I'm pretty certain studies generally conclude that people who lose weight are _overwhelmingly_ likely to regain it. Of course you can play the blame/shame game with them and say they're all just lazy, but you're really starting to walk away from the facts and towards the all-too-common ideology that surrounds weight.

Also:

'After several months of eating fewer than 800 calories a day and spending an hour at the gym every morning, I hadn’t lost another ounce.'

So the 'not much science involved' calorie balance really REALLY should have resulted in a loss at this rate, yet it didn't - how do you explain that? I mean that literally entirely contradicts your claim.

I'm overweight.
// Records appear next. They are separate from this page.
impl<'a> TaggedLogger<'a> {
    pub fn feature_tag(&self) -> &str {
        &self.feature_tag
    }

    pub fn module_tag(&self) -> &str {
        &self.module_tag
    }

    pub async fn debug(&self, function_name: &str, message: impl Into<String>, parameters: Option<Parameters>) {
        self.logger
            .debug(&self.feature_tag, &self.module_tag, function_name, message, parameters)
            .await;
    }

    pub async fn info(&self, function_name: &str, message: impl Into<String>, parameters: Option<Parameters>) {
        self.logger
            .info(&self.feature_tag, &self.module_tag, function_name, message, parameters)
            .await;
    }

    pub async fn warn(&self, function_name: &str, message: impl Into<String>, parameters: Option<Parameters>) {
        self.logger
            .warn(&self.feature_tag, &self.module_tag, function_name, message, parameters)
            .await;
    }

    pub async fn error(
        &self,
        function_name: &str,
        message: impl Into<String>,
        exception: Option<LogException>,
        parameters: Option<Parameters>,
    ) {
        self.logger
            .error(&self.feature_tag, &self.module_tag, function_name, message, exception, parameters)
            .await;
    }

    pub async fn fatal(
        &self,
        function_name: &str,
        message: impl Into<String>,
        exception: Option<LogException>,
        parameters: Option<Parameters>,
    ) {
        self.logger
            .fatal(&self.feature_tag, &self.module_tag, function_name, message, exception, parameters)
            .await;
    }
}

/// Logger handle carrying an explicit, immutable context.
///
/// Concurrent tasks each hold their own `ScopedLogger`, so they never observe
/// one another's context the way a shared ambient context would allow.
#[derive(Debug, Clone)]
pub struct ScopedLogger<'a> {
    logger: &'a Logger,
    context: LogContext,
}

impl<'a> ScopedLogger<'a> {
    pub fn context(&self) -> &LogContext {
        &self.context
    }

    #[allow(clippy::too_many_arguments)]
    pub async fn log(
        &self,
        level: LogLevel,
        feature_tag: &str,
        module_tag: &str,
        function_name: &str,
        message: impl Into<String>,
        exception: Option<LogException>,
        parameters: Option<Parameters>,
    ) {
        self.logger
            .emit(
                LogCall {
                    level,
                    feature_tag,
                    module_tag,
                    function_name,
                    message: message.into(),
                    parameters,
                    exception,
                },
                Some(&self.context),
            )
            .await;
    }

    pub async fn debug(
        &self,
        feature_tag: &str,
        module_tag: &str,
        function_name: &str,
        message: impl Into<String>,
        parameters: Option<Parameters>,
    ) {
        self.log(LogLevel::Debug, feature_tag, module_tag, function_name, message, None, parameters)
            .await;
    }

    pub async fn info(
        &self,
        feature_tag: &str,
        module_tag: &str,
        function_name: &str,
        message: impl Into<String>,
        parameters: Option<Parameters>,
    ) {
        self.log(LogLevel::Info, feature_tag, module_tag, function_name, message, None, parameters)
            .await;
    }

    pub async fn warn(
        &self,
        feature_tag: &str,
        module_tag: &str,
        function_name: &str,
        message: impl Into<String>,
        parameters: Option<Parameters>,
    ) {
        self.log(LogLevel::Warn, feature_tag, module_tag, function_name, message, None, parameters)
            .await;
    }

    pub async fn error(
        &self,
        feature_tag: &str,
        module_tag: &str,
        function_name: &str,
        message: impl Into<String>,
        exception: Option<LogException>,
        parameters: Option<Parameters>,
    ) {
        self.log(LogLevel::Error, feature_tag, module_tag, function_name, message, exception, parameters)
            .await;
    }

    pub async fn fatal(
        &self,
        feature_tag: &str,
        module_tag: &str,
        function_name: &str,
        message: impl Into<String>,
        exception: Option<LogException>,
        parameters: Option<Parameters>,
    ) {
        self.log(LogLevel::Fatal, feature_tag, module_tag, function_name, message, exception, parameters)
            .await;
    }
}

/// Options for a ready-made logger: memory storage, session-archiving file
/// storage and a console formatter, each optional
#[derive(Debug, Clone)]
pub struct LoggingSetup {
    pub config_file: PathBuf,
    pub use_console: bool,
    pub use_file: bool,
    pub use_memory: bool,
    pub log_directory: PathBuf,
    pub max_memory_entries: usize,
    pub max_file_size: u64,
    pub max_files: usize,
}

impl Default for LoggingSetup {
    fn default() -> Self {
        Self {
            config_file: PathBuf::from(DEFAULT_CONFIG_FILE),
            use_console: true,
            use_file: true,
            use_memory: true,
            log_directory: PathBuf::from("./logs"),
            max_memory_entries: storage::memory::DEFAULT_MAX_ENTRIES,
            max_file_size: storage::file::DEFAULT_MAX_FILE_SIZE,
            max_files: storage::file::DEFAULT_MAX_FILES,
        }
    }
}

impl LoggingSetup {
    pub fn build(&self) -> Result<Logger, LoggingError> {
        let mut builder = Logger::builder(LoggingConfigManager::new(&self.config_file));

        if self.use_memory {
            builder = builder.storage(Arc::new(MemoryLogStorage::new(self.max_memory_entries)));
        }

        if self.use_file {
            let options = FileStorageOptions::default()
                .max_file_size(self.max_file_size)
                .max_files(self.max_files);
            builder = builder.storage(Arc::new(ArchivedFileLogStorage::new(
                &self.log_directory,
                options,
                true,
            )?));
        }

        if self.use_console {
            builder = builder.formatter(Arc::new(PrettyFormatter::console()));
        }

        Ok(builder.build())
    }
}

/// Convenience macros for tagged logging with format arguments
#[macro_export]
macro_rules! tag_debug {
    ($logger:expr, $feature:expr, $module:expr, $function:expr, $($arg:tt)*) => {
        $logger.debug($feature, $module, $function, format!($($arg)*), None).await
    };
}

#[macro_export]
macro_rules! tag_info {
    ($logger:expr, $feature:expr, $module:expr, $function:expr, $($arg:tt)*) => {
        $logger.info($feature, $module, $function, format!($($arg)*), None).await
    };
}

#[macro_export]
macro_rules! tag_warn {
    ($logger:expr, $feature:expr, $module:expr, $function:expr, $($arg:tt)*) => {
        $logger.warn($feature, $module, $function, format!($($arg)*), None).await
    };
}

#[macro_export]
macro_rules! tag_error {
    ($logger:expr, $feature:expr, $module:expr, $function:expr, $($arg:tt)*) => {
        $logger.error($feature, $module, $function, format!($($arg)*), None, None).await
    };
}
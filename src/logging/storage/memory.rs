//! Bounded in-memory storage.

use super::{sort_newest_first, LogQuery, LogStorage};
use crate::logging::stats::{BackendInfo, LogCounters, StorageStatistics};
use crate::logging::{LogEntry, LoggingError};
use async_trait::async_trait;
use std::collections::VecDeque;
use tokio::sync::Mutex;

/// Rough per-entry footprint used by `get_memory_usage_estimate`
const ESTIMATED_ENTRY_SIZE: usize = 500;

pub const DEFAULT_MAX_ENTRIES: usize = 10_000;

#[derive(Debug, Default)]
struct MemoryState {
    entries: VecDeque<LogEntry>,
    counters: LogCounters,
}

/// Ring buffer that evicts the oldest entry once `max_entries` is reached
#[derive(Debug)]
pub struct MemoryLogStorage {
    max_entries: usize,
    state: Mutex<MemoryState>,
}

impl MemoryLogStorage {
    pub fn new(max_entries: usize) -> Self {
        Self {
            max_entries,
            state: Mutex::new(MemoryState::default()),
        }
    }

    pub fn max_entries(&self) -> usize {
        self.max_entries
    }

    /// Current number of retained entries
    pub async fn get_entries_count(&self) -> usize {
        self.state.lock().await.entries.len()
    }

    /// Approximate bytes held by retained entries
    pub async fn get_memory_usage_estimate(&self) -> usize {
        self.get_entries_count().await * ESTIMATED_ENTRY_SIZE
    }
}

impl Default for MemoryLogStorage {
    fn default() -> Self {
        Self::new(DEFAULT_MAX_ENTRIES)
    }
}

#[async_trait]
impl LogStorage for MemoryLogStorage {
    fn name(&self) -> &str {
        "memory"
    }

    async fn store(&self, entry: &LogEntry) -> Result<(), LoggingError> {
        let mut state = self.state.lock().await;
        state.entries.push_back(entry.clone());
        state.counters.record(entry);

        while state.entries.len() > self.max_entries {
            if let Some(evicted) = state.entries.pop_front() {
                state.counters.forget(&evicted);
            }
        }
        Ok(())
    }

    async fn query(&self, query: &LogQuery) -> Result<Vec<LogEntry>, LoggingError> {
        let mut matched: Vec<LogEntry> = {
            let state = self.state.lock().await;
            state
                .entries
                .iter()
                .filter(|e| query.matches(e))
                .cloned()
                .collect()
        };
        sort_newest_first(&mut matched);
        Ok(query.paginate(matched))
    }

    async fn clear(&self) -> Result<(), LoggingError> {
        let mut state = self.state.lock().await;
        state.entries.clear();
        state.counters.reset();
        Ok(())
    }

    async fn get_statistics(&self) -> Result<StorageStatistics, LoggingError> {
        let state = self.state.lock().await;
        Ok(StorageStatistics {
            counters: state.counters.clone(),
            backend: BackendInfo::Memory {
                max_entries: self.max_entries,
                current_entries: state.entries.len(),
            },
        })
    }
}
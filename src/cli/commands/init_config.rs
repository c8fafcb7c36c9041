//! Write a sample logging policy

use crate::cli::{CliRunner, InitConfigArgs, OutputFormat};
use anyhow::{bail, Result};
use taglog::logging::config::write_sample_config;

pub fn run(runner: &CliRunner, args: InitConfigArgs) -> Result<()> {
    if args.path.exists() && !args.force {
        bail!(
            "{} already exists (use --force to overwrite)",
            args.path.display()
        );
    }

    write_sample_config(&args.path)?;

    match runner.format() {
        OutputFormat::Json => runner.print_json(&serde_json::json!({
            "path": args.path,
            "written": true,
        })),
        OutputFormat::Text => {
            runner.print_success(&format!(
                "Sample logging configuration written to {}",
                args.path.display()
            ));
            runner.print_info("Edit features and modules to choose what gets logged.");
            Ok(())
        }
    }
}
//! Storage backends for log entries.
//!
//! Every backend implements [`LogStorage`]: write-once `store`, filtered
//! `query` returning entries newest-first, bulk `clear`, and incremental
//! statistics.

use crate::logging::stats::StorageStatistics;
use crate::logging::{LogEntry, LogLevel, LoggingError};
use async_trait::async_trait;
use chrono::{DateTime, Utc};
use serde::{Deserialize, Serialize};

pub mod archived;
pub mod file;
pub mod memory;

pub use archived::{
    list_archive_directories, query_base_directory, ArchiveInfo, ArchivedFileLogStorage,
};
pub use file::{FileLogStorage, FileStorageOptions};
pub use memory::MemoryLogStorage;

/// Trait for log storage backends
#[async_trait]
pub trait LogStorage: std::fmt::Debug + Send + Sync {
    /// Short backend name used in diagnostics
    fn name(&self) -> &str;

    /// Persist one entry
    async fn store(&self, entry: &LogEntry) -> Result<(), LoggingError>;

    /// Entries matching `query`, newest first, paginated
    async fn query(&self, query: &LogQuery) -> Result<Vec<LogEntry>, LoggingError>;

    /// Drop every stored entry and reset counters
    async fn clear(&self) -> Result<(), LoggingError>;

    async fn get_statistics(&self) -> Result<StorageStatistics, LoggingError>;
}

/// Conjunctive filter plus pagination shared by every backend
#[derive(Debug, Clone, Default, PartialEq, Serialize, Deserialize)]
pub struct LogQuery {
    pub level: Option<LogLevel>,
    pub feature_tag: Option<String>,
    pub module_tag: Option<String>,
    /// Matches `context.user_id`
    pub user_id: Option<String>,
    /// Inclusive lower bound
    pub start_time: Option<DateTime<Utc>>,
    /// Inclusive upper bound
    pub end_time: Option<DateTime<Utc>>,
    pub limit: Option<usize>,
    pub offset: Option<usize>,
}

impl LogQuery {
    pub fn new() -> Self {
        Self::default()
    }

    pub fn level(mut self, level: LogLevel) -> Self {
        self.level = Some(level);
        self
    }

    pub fn feature(mut self, feature_tag: impl Into<String>) -> Self {
        self.feature_tag = Some(feature_tag.into());
        self
    }

    pub fn module(mut self, module_tag: impl Into<String>) -> Self {
        self.module_tag = Some(module_tag.into());
        self
    }

    pub fn user(mut self, user_id: impl Into<String>) -> Self {
        self.user_id = Some(user_id.into());
        self
    }

    pub fn since(mut self, start_time: DateTime<Utc>) -> Self {
        self.start_time = Some(start_time);
        self
    }

    pub fn until(mut self, end_time: DateTime<Utc>) -> Self {
        self.end_time = Some(end_time);
        self
    }

    pub fn limit(mut self, limit: usize) -> Self {
        self.limit = Some(limit);
        self
    }

    pub fn offset(mut self, offset: usize) -> Self {
        self.offset = Some(offset);
        self
    }

    /// Check every filter against `entry`
    pub fn matches(&self, entry: &LogEntry) -> bool {
        if let Some(level) = self.level {
            if entry.level != level {
                return false;
            }
        }
        if let Some(feature_tag) = &self.feature_tag {
            if &entry.feature_tag != feature_tag {
                return false;
            }
        }
        if let Some(module_tag) = &self.module_tag {
            if &entry.module_tag != module_tag {
                return false;
            }
        }
        if let Some(user_id) = &self.user_id {
            let entry_user = entry.context.as_ref().and_then(|c| c.user_id.as_ref());
            if entry_user != Some(user_id) {
                return false;
            }
        }
        if let Some(start) = self.start_time {
            if entry.timestamp < start {
                return false;
            }
        }
        if let Some(end) = self.end_time {
            if entry.timestamp > end {
                return false;
            }
        }
        true
    }

    /// Filter, sort newest-first, then paginate
    pub fn apply<I>(&self, entries: I) -> Vec<LogEntry>
    where
        I: IntoIterator<Item = LogEntry>,
    {
        let mut matched: Vec<LogEntry> = entries.into_iter().filter(|e| self.matches(e)).collect();
        sort_newest_first(&mut matched);
        self.paginate(matched)
    }

    /// Apply offset then limit to an already sorted result set
    pub fn paginate(&self, entries: Vec<LogEntry>) -> Vec<LogEntry> {
        let offset = self.offset.unwrap_or(0);
        let iter = entries.into_iter().skip(offset);
        match self.limit {
            Some(limit) => iter.take(limit).collect(),
            None => iter.collect(),
        }
    }

    /// Same filters, no offset, and a limit large enough to cover this page.
    /// Used when merging results from several sources before paginating once.
    pub fn for_merge(&self) -> LogQuery {
        LogQuery {
            offset: None,
            limit: self
                .limit
                .map(|limit| limit.saturating_add(self.offset.unwrap_or(0))),
            ..self.clone()
        }
    }
}

/// Stable sort by timestamp, newest first
pub fn sort_newest_first(entries: &mut [LogEntry]) {
    entries.sort_by(|a, b| b.timestamp.cmp(&a.timestamp));
}

/// Merge several per-source result sets and paginate them once
pub fn merge_results(sources: Vec<Vec<LogEntry>>, query: &LogQuery) -> Vec<LogEntry> {
    let mut combined: Vec<LogEntry> = sources.into_iter().flatten().collect();
    sort_newest_first(&mut combined);
    query.paginate(combined)
}
//! Query stored entries

use super::utils::{load_entries, parse_level};
use crate::cli::{CliRunner, OutputFormat, QueryArgs};
use anyhow::Result;
use chrono::Utc;
use taglog::logging::analyzer::hours_before;
use taglog::logging::{LogFormatter, LogQuery, PrettyFormatter};

/// Translate command arguments into a storage query
pub fn build_query(args: &QueryArgs) -> Result<LogQuery> {
    let mut query = LogQuery::new().limit(args.limit).offset(args.offset);

    if let Some(level) = &args.level {
        query = query.level(parse_level(level)?);
    }
    if let Some(feature) = &args.feature {
        query = query.feature(feature.as_str());
    }
    if let Some(module) = &args.module {
        query = query.module(module.as_str());
    }
    if let Some(user) = &args.user {
        query = query.user(user.as_str());
    }
    if let Some(hours) = args.since_hours {
        query = query.since(hours_before(Utc::now(), hours)?);
    }

    Ok(query)
}

pub async fn run(runner: &CliRunner, args: QueryArgs) -> Result<()> {
    let query = build_query(&args)?;
    let entries = load_entries(&args.source, &query).await?;

    if runner.format() == OutputFormat::Json {
        return runner.print_json(&entries);
    }

    if entries.is_empty() {
        runner.print_info("No matching log entries");
        return Ok(());
    }

    let formatter = if args.pretty {
        PrettyFormatter::console().show_context(true)
    } else {
        PrettyFormatter::console()
            .show_parameters(false)
            .show_exception(false)
    };

    for entry in &entries {
        runner.print_output(&formatter.format(entry)?);
    }
    runner.print_info(&format!("{} entries", entries.len()));
    Ok(())
}
//! Export stored entries to a file

use super::utils::load_entries;
use crate::cli::{CliRunner, ExportArgs, OutputFormat};
use anyhow::Result;
use chrono::Local;
use std::path::PathBuf;
use taglog::logging::export::export_entries;
use taglog::logging::{ExportFormat, LogQuery};

/// `logs_export_<YYYYmmdd_HHMMSS>.<ext>` in the working directory
pub fn default_output(format: ExportFormat) -> PathBuf {
    PathBuf::from(format!(
        "logs_export_{}.{}",
        Local::now().format("%Y%m%d_%H%M%S"),
        format.extension()
    ))
}

pub async fn run(runner: &CliRunner, args: ExportArgs) -> Result<()> {
    let format: ExportFormat = args.format.parse()?;
    let entries = load_entries(&args.source, &LogQuery::new()).await?;
    let output = args.output.unwrap_or_else(|| default_output(format));

    export_entries(&entries, format, &output)?;

    match runner.format() {
        OutputFormat::Json => runner.print_json(&serde_json::json!({
            "path": output,
            "entries": entries.len(),
            "format": format.to_string(),
        })),
        OutputFormat::Text => {
            runner.print_success(&format!(
                "Exported {} entries to {}",
                entries.len(),
                output.display()
            ));
            Ok(())
        }
    }
}
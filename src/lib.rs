// Dual-tag structured logging library
//
// Log calls carry a feature tag and a module tag; a JSON policy decides which
// combinations are recorded. Entries are sanitized, stored in memory or in
// rotating session-archived files, and can be queried and analyzed.

pub mod logging;

// Re-export commonly used types
pub use logging::{
    LogContext, LogEntry, LogException, LogLevel, LogQuery, LogStorage, Logger, LoggerBuilder,
    LoggingConfig, LoggingConfigManager, LoggingError, LoggingSetup, Parameters, ScopedLogger,
    TaggedLogger,
};

// Version information
pub const VERSION: &str = env!("CARGO_PKG_VERSION");
pub const NAME: &str = env!("CARGO_PKG_NAME");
I take full responsibility for my situation and make no excuses. But losing weight is surprisingly, intensely difficult and your body fights you every damn inch of the way and this kind of blaming, sanctimonious 'it's simple' shite you hear so often does NOT fit reality.

Congratulations on your loss, but don't assume you'll sustain it. I lost about the same amount of weight as you with the same calorie limit as you, and despite all this will likely try again and have good results at least initially. But I think longer term you have to think more carefully about how the hell you'll sustain it, it really _isn't_ simple.

4 comments

> Ah yes! The sanctimonious blame game. So very common with this problem. I do have to ask though, did you read the article at all?

This breaks the HN guidelines in two ways: by calling names ('sanctimonious') and by playing the 'did you read the article' card. Please follow the guidelines, even when someone else is wrong and the topic is personally charged. It's hard, but those are also the times it matters most.

https://news.ycombinator.com/newsguidelines.html

>'After several months of eating fewer than 800 calories a day and spending an hour at the gym every morning, I hadn’t lost another ounce.'

>So the 'not much science involved' calorie balance really REALLY should have resulted in a loss at this rate, yet it didn't - how do you explain that? I mean that literally entirely contradicts your claim.

Explanation is simple: The author either lied to herself or she lied to us. Her diet and workout plan did not violate the laws of physics, so she's wrong.

Mass is not the same as energy. If she claimed to be eating 1.5kg of food a day, and excreting 1.55kg, then your explanation/accusation would hold. But she didn't - she talked about energy intake and expenditure which is not the same.
You would expend more than 800 calories from breathing alone at the weight of 125lb.

The Base Metabolic Rate in the cited paper is still much higher than that even for people whose metabolism slowed down.

Normally, it's calculated as (9.99 x weight_in_kg) + (6.25 x height_in_cm) – (4.92 x age) – 161 for women.

So for her (assuming she is 5' tall and late 20's), to remain at normal weight and not move at all it would have been (9.99 x 56.699) + (6.25 x 152.4) – (4.92 x 27) – 161 = 1225

This is without any exercise. She must have missed some source of calories.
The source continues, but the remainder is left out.